Déclencher une guerre avec des fusils rouillés contre une puissance de l’OTAN et terminer victorieux avec un gouvernement et une armée conventionnelle portés par leur peuple, n’est-ce pas une forme accomplie d’un miracle ?
«Comment devenir colon en Algérie avec 60 centimes.» C’était le slogan d’une campagne de peuplement menée par l’administration coloniale vers 1880, quand elle placardait des affiches dans les gares de la ligne Paris-Lyon-Méditerranée. Un texte accompagnant ces affiches indiquait à quelles conditions un Français pouvait être mis en possession d’une terre de 30 à 60 hectares. Pour ce faire, une simple demande manuscrite avec un timbre de 60 centimes, adressée au Gouverneur général, où vous désignez la région d’Algérie qui a votre préférence, et le tour est joué. Au bout de quelques semaines, le solliciteur est informé qu’il est admis comme concessionnaire d’un lot gratuit. Il n’a plus qu’à faire ses malles. À Marseille, toute la famille prend passage gratuitement à bord d’un paquebot qui l’amène vers ce pays où la nature y est douce, le climat à peine plus chaud que la métropole et le ciel d’un bleu sublime. Cette contrée s’appelle l’Algérie, pays des fortunes miraculeuses, un vrai paradis sur terre.

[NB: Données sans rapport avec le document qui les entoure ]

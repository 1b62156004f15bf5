pub mod tree {
    pub mod engine;
    pub mod invariants;
    pub mod node;
    pub mod render;
}
pub mod channel;
pub mod config;
pub mod error;
pub mod query;
pub mod snapshot;

pub use channel::{ Channel, Observer, Recorder, Subscriber, SubscriberId };
pub use config::{ TreeConfig, ValueRange };
pub use error::{ ConfigError, InvariantViolation, QueryError };
pub use query::{ Controller, QueryKind, TreeQuery };
pub use snapshot::{ Frame, FrameNode, NodeStatus, StatusMap, TreeInfo };
pub use tree::engine::RedBlackTree;
pub use tree::node::{ NodeColor, NodeDirection, NodeId, NodeRef };
//! Error types
//!
//! Tree operations themselves report through `bool`; these cover the edges of the
//! crate (query ingestion, configuration) and the detailed invariant report.

use thiserror::Error;

/// Errors raised while ingesting a query from a controlling collaborator
#[derive(Debug, Error, PartialEq, Eq)]
pub enum QueryError {
    /// Value lies outside the configured range
    #[error("Value {value} is outside of the accepted range {min}..={max}")]
    OutOfRange { value: i32, min: i32, max: i32 },
}

/// Errors raised while loading a configuration
#[derive(Debug, Error)]
pub enum ConfigError {
    /// Malformed JSON
    #[error("Failed to parse configuration: {0}")]
    Parse(#[from] serde_json::Error),

    /// `min` is greater than `max`
    #[error("Empty value range {min}..={max}")]
    EmptyRange { min: i32, max: i32 },
}

/// First red-black or search-tree property found broken
#[derive(Debug, Error, PartialEq, Eq)]
pub enum InvariantViolation {
    #[error("Root must be black")]
    RedRoot,

    #[error("Red node {0} has a red child")]
    RedRedEdge(String),

    #[error("Leaf black depths differ: {expected} and {found}")]
    BlackHeightMismatch { expected: usize, found: usize },

    #[error("Keys out of order around {0}")]
    OrderViolation(String),

    #[error("Parent link of {0} does not point back at its parent")]
    BrokenParentLink(String),

    #[error("Tree reports {reported} nodes but {reachable} are reachable")]
    SizeMismatch { reported: usize, reachable: usize },
}
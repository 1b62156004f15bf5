use allocator_api2::alloc::Allocator;
use log::debug;
use std::fmt::Debug;

use crate::error::InvariantViolation;
use crate::tree::engine::RedBlackTree;
use crate::tree::node::{ NodeArena, NodeId };

// One in-order pass over the tree. Absent children count as one black leaf.
struct Walk<'a, T, A>
where A: Allocator + Clone
{
    nodes: &'a NodeArena<T, A>,
    previous: Option<&'a T>,
    leaf_depth: Option<usize>,
    reachable: usize,
    reported: usize
}

impl<'a, T, A> Walk<'a, T, A>
where T: Ord + Debug,
      A: Allocator + Clone
{
    fn visit(&mut self, id: Option<NodeId>, blacks: usize) -> Result<(), InvariantViolation> {
        let id = match id {
            Some(v) => v,
            None => {
                let depth = blacks + 1;
                return match self.leaf_depth {
                    None => { self.leaf_depth = Some(depth); Ok(()) },
                    Some(expected) if expected == depth => Ok(()),
                    Some(expected) => Err(InvariantViolation::BlackHeightMismatch { expected, found: depth })
                };
            }
        };
        self.reachable += 1;
        // more nodes than the tree owns means the links loop back on themselves
        if self.reachable > self.reported {
            return Err(InvariantViolation::SizeMismatch { reported: self.reported, reachable: self.reachable });
        }
        let nodes = self.nodes;
        let node = &nodes[id];
        for child in [node.left(), node.right()].into_iter().flatten() {
            if nodes.parent(child) != Some(id) {
                return Err(InvariantViolation::BrokenParentLink(format!("{:?}", nodes[child].key())));
            }
            if node.color().is_red() && nodes[child].color().is_red() {
                return Err(InvariantViolation::RedRedEdge(format!("{:?}", node.key())));
            }
        }
        let blacks = blacks + node.color().is_black() as usize;
        self.visit(node.left(), blacks)?;
        if let Some(previous) = self.previous {
            if previous >= node.key() {
                return Err(InvariantViolation::OrderViolation(format!("{:?}", node.key())));
            }
        }
        self.previous = Some(node.key());
        self.visit(node.right(), blacks)
    }
}

impl<T, A> RedBlackTree<T, A>
where T: Ord + Debug,
      A: Allocator + Clone
{
    /// Validates every red-black and ordering property. Never panics.
    pub fn check_invariants(&self) -> bool {
        match self.check_invariants_detailed() {
            Ok(_) => true,
            Err(e) => {
                debug!("invariant check failed: {}", e);
                false
            }
        }
    }

    /// Returns the black height of the tree (absent leaves excluded), or the
    /// first broken property found.
    pub fn check_invariants_detailed(&self) -> Result<usize, InvariantViolation> {
        let nodes = self.nodes();
        let root = match self.root_id() {
            Some(v) => v,
            None => return match self.len() {
                0 => Ok(0),
                n => Err(InvariantViolation::SizeMismatch { reported: n, reachable: 0 })
            }
        };
        if nodes[root].color().is_red() {
            return Err(InvariantViolation::RedRoot);
        }
        if nodes.parent(root).is_some() {
            return Err(InvariantViolation::BrokenParentLink(format!("{:?}", nodes[root].key())));
        }
        let mut walk = Walk { nodes, previous: None, leaf_depth: None, reachable: 0, reported: self.len() };
        walk.visit(Some(root), 0)?;
        if walk.reachable != self.len() {
            return Err(InvariantViolation::SizeMismatch { reported: self.len(), reachable: walk.reachable });
        }
        Ok(walk.leaf_depth.map_or(0, |d| d - 1))
    }
}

«chef-d’œuvre» de la colonisation, mené avec zèle et une violence inouïe contre les populations locales, touchait à sa fin au début des années 1950. Le verger du labeur est mûr, il ne reste plus qu’à tendre la main et s’attribuer la moisson. Une époque bénie pour ceux qui comptaient les profits d’un pays conquis au nom du progrès. Une période faste où les affaires étaient excellentes pour les colons dont la prospérité était à son zénith. Il ne restait qu’à asseoir durablement leur puissance politique et financière sur un pays définitivement soumis, convaincus de l’éternité de leur règne.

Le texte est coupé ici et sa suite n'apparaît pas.